Why do we rely on the NuGet dependency system?
Opened this issue · 2 comments
Ok, here are some thoughts I had while trying to integrate Squirrel.Windows into my application.
Currently, Squirrel takes the package that is created for the application and flattens all of the dependencies that come with it. The problem is that we now must figure out which binaries we want exactly in the final package (net20
, net45
, etc.)
This is currently a bit broken, as Squirrel sometimes takes the wrong binaries. To work around this issue, I created a .nuspec
files that has the following spec for the file includes:
<files>
<file src="bin\Release\*.dll" target="lib\" />
<file src="bin\Release\MyApp.exe" target="lib\" />
<file src="bin\Release\MyApp.exe.config" target="lib\" />
</files>
The .nuspec
doesn't contains any dependencies under the dependencies
tag, so Squirrel just packs the build output.

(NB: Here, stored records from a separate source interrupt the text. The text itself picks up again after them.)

//! Persistence collaborators for extracted records.
//!
//! The core hands off owned [`NewsRecord`](crate::models::NewsRecord) lists;
//! these modules serialize them to timestamped files:
//!
//! - [`json`]: pretty-printed JSON array
//! - [`csv`]: flat CSV with the contract field names as the header
//!
//! File names follow `news_%Y%m%d_%H%M%S.{json,csv}`.

use std::collections::BTreeMap;

use crate::models::NewsRecord;

pub mod csv;
pub mod json;

/// Quick statistics over one crawl's records, for console display.
#[derive(Debug)]
pub struct CrawlStats {
    /// Total record count.
    pub total: usize,
    /// Records per source site.
    pub by_source: BTreeMap<String, usize>,
    /// Mean summary length in characters (0 when empty).
    pub avg_summary_chars: usize,
}

/// Summarize a record list.
pub fn summarize(records: &[NewsRecord]) -> CrawlStats {
    let mut by_source = BTreeMap::new();
    let mut summary_chars = 0usize;
    for record in records {
        *by_source.entry(record.source.clone()).or_insert(0) += 1;
        summary_chars += record.summary.chars().count();
    }
    CrawlStats {
        total: records.len(),
        by_source,
        avg_summary_chars: if records.is_empty() {
            0
        } else {
            summary_chars / records.len()
        },
    }
}

#[cfg(test)]
mod tests {
    use super::*;

    fn record(source: &str, summary: &str) -> NewsRecord {
        NewsRecord {
            title: "测试标题".to_string(),
            url: "https://example.com/news/1.html".to_string(),
            summary: summary.to_string(),
            crawl_time: "2025-07-08 12:00:00".to_string(),
            source: source.to_string(),
        }
    }

    #[test]
    fn summarize_counts_by_source() {
        let records = vec![
            record("网易财经", "四个字的"),
            record("网易财经", "八个字符长度的"),
            record("新浪财经", "四个字的"),
        ];
        let stats = summarize(&records);
        assert_eq!(stats.total, 3);
        assert_eq!(stats.by_source["网易财经"], 2);
        assert_eq!(stats.by_source["新浪财经"], 1);
        assert_eq!(stats.avg_summary_chars, 5);
    }

    #[test]
    fn summarize_empty_is_zeroed() {
        let stats = summarize(&[]);
        assert_eq!(stats.total, 0);
        assert_eq!(stats.avg_summary_chars, 0);
        assert!(stats.by_source.is_empty());
    }
}
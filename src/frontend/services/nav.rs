//! Ranked navigator implementations for the redirect guard.

use dioxus::document;
use futures_util::future::LocalBoxFuture;

use super::guard::{NavigateError, Navigator};

/// Primary mechanism: the in-app router.
pub struct RouterNavigator {
    handle: dioxus_router::Navigator,
    current_path: String,
}

impl RouterNavigator {
    pub fn new(handle: dioxus_router::Navigator, current_path: String) -> Self {
        Self {
            handle,
            current_path,
        }
    }
}

impl Navigator for RouterNavigator {
    fn name(&self) -> &'static str {
        "router"
    }

    fn is_ready(&self) -> bool {
        true
    }

    fn current_path(&self) -> Option<String> {
        Some(self.current_path.clone())
    }

    fn navigate(&self, target: &str) -> LocalBoxFuture<'static, Result<(), NavigateError>> {
        let handle = self.handle;
        let target = target.to_string();
        Box::pin(async move {
            match handle.replace(target) {
                Some(failure) => Err(NavigateError::Rejected(format!("{failure:?}"))),
                None => Ok(()),
            }
        })
    }
}

/// Fallback mechanism: direct location assignment through the webview.
/// Only usable where a window-like scripting context exists.
pub struct LocationNavigator;

impl Navigator for LocationNavigator {
    fn name(&self) -> &'static str {
        "location"
    }

    fn is_ready(&self) -> bool {
        true
    }

    fn current_path(&self) -> Option<String> {
        // No synchronous view of the webview location
        None
    }

    fn navigate(&self, target: &str) -> LocalBoxFuture<'static, Result<(), NavigateError>> {
        let script = format!("window.location.assign({target:?});");
        Box::pin(async move {
            match document::eval(&script).await {
                Ok(_) => Ok(()),
                Err(document::EvalError::Unsupported) => Err(NavigateError::Unavailable),
                Err(e) => Err(NavigateError::Rejected(format!("{e:?}"))),
            }
        })
    }
}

So I thought, why do we make the effort to figure out the right dependencies manually if we could just let the build system handle it? Wouldn't it be easier if we just let the developers specify their build output?
Any thoughts?
@flagbug I've been doing it the same way the past 8 months :) So i'm very pro getting rid of the nuget cruft. It's very buggy anyway :/
So when I was integrating this into [redacted app] I had similar headaches.
You've definitely got some points about abusing NuGet conventions here. I had an idea a while ago to ship a script to perform a Validate-Script
action to test that the combination of the build output + files
in nuspec are correct (inspect assemblies might be a bit extreme, but not impossible).
NuGet can also validate that a package can be installed for a given platform - I'd love to see if we can co-opt it for situations like this. By dropping the platform identifiers under lib
we'd lose that benefit with this.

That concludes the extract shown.